Support Questions
Find answers, ask questions, and share your expertise
Announcements
Alert: Welcome to the Unified Cloudera Community. Former HCC members be sure to read and learn how to activate your account here.

Storm XML parser

Highlighted

Storm XML parser

Contributor

We need to parse a real-time feed of XML documents.

Using Storm, what is the best approach to process a real-time XML feed in an input parser bolt? JAXB?

Best practices. Both good and bad. Pros and cons.

Kinesis > Input XML Parser Bolt > Other Bolts

7 REPLIES 7

Re: Storm XML parser

@Jon Maestas. How big are the messages?

Re: Storm XML parser

Contributor

Hi @Scott Shaw,

The XMLs are 50-75kb (700 elements).

Re: Storm XML parser

Contributor

We receive around 40 messages per sec in this topology.

Re: Storm XML parser

@Jon Maestas and also what is the arrival rate?

Re: Storm XML parser

Contributor

We receive around 40 messages per sec.

Re: Storm XML parser

New Contributor

JAXB might be a little heavy in this case, mapping parsed XML constructs to Java objects and fields that you may not even need (hard to tell without a sample and not knowing what data you are extracting).

You may want to try a more lightweight parser like DOM or SAX.

The message size and arrival rate you mention should be trivial for Storm to handle. But be aware that those "Other Bolts" in your topology will have an impact on the overall throughput of the topology depending on what they do, and what other systems they interact with.

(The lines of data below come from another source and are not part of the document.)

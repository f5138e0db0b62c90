use crate::assemble::SkillInput;
use crate::ipc::error::{content_err, ok};
use crate::ipc::helpers::{content, opt_f64, opt_str};
use crate::ipc::types::{AppState, Request};
use crate::model::BktParams;
use serde_json::json;

fn handle_skills_list(state: &mut AppState, req: &Request) -> serde_json::Value {
    let Some(store) = state.content.as_ref() else {
        return ok(&req.id, json!({ "skills": {} }));
    };
    match store.skills() {
        Ok(table) => ok(&req.id, json!({ "skills": table })),
        Err(e) => content_err(&req.id, &e),
    }
}

fn handle_skills_search(state: &mut AppState, req: &Request) -> serde_json::Value {
    let store = match content(state, req) {
        Ok(s) => s,
        Err(e) => return e,
    };
    let query = match opt_str(&req.params, "query", req) {
        Ok(v) => v,
        Err(e) => return e,
    };
    match store.search_skills(&query) {
        Ok(ids) => ok(&req.id, json!({ "skillIds": ids })),
        Err(e) => content_err(&req.id, &e),
    }
}

fn handle_skills_upsert(state: &mut AppState, req: &Request) -> serde_json::Value {
    let store = match content(state, req) {
        Ok(s) => s,
        Err(e) => return e,
    };
    let skill_id = match opt_str(&req.params, "skillId", req) {
        Ok(v) => v,
        Err(e) => return e,
    };
    let defaults = BktParams::default();
    let mut params = defaults;
    for (key, slot, default) in [
        ("probMastery", &mut params.prob_mastery, defaults.prob_mastery),
        ("probTransit", &mut params.prob_transit, defaults.prob_transit),
        ("probSlip", &mut params.prob_slip, defaults.prob_slip),
        ("probGuess", &mut params.prob_guess, defaults.prob_guess),
    ] {
        *slot = match opt_f64(&req.params, key, default, req) {
            Ok(v) => v,
            Err(e) => return e,
        };
    }

    match store.upsert_skill(&SkillInput { skill_id, params }) {
        Ok((id, params, replaced)) => ok(
            &req.id,
            json!({ "skillId": id, "params": params, "replaced": replaced }),
        ),
        Err(e) => content_err(&req.id, &e),
    }
}

pub fn try_handle(state: &mut AppState, req: &Request) -> Option<serde_json::Value> {
    match req.method.as_str() {
        "skills.list" => Some(handle_skills_list(state, req)),
        "skills.search" => Some(handle_skills_search(state, req)),
        "skills.upsert" => Some(handle_skills_upsert(state, req)),
        _ => None,
    }
}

I would suggest testing your XML parser bolt in isolation to measure performance (i.e. remove the other bolts from the topology for performance testing). That will give you a better idea of the performance of the XML parser.

Re: Storm XML parser

New Contributor

Also, if the parser you are using is threadsafe and reusable, set it up in the prepare() method of the bolt. Some parsers, while expensive to setup, are fully thread safe and can be used across multiple threads.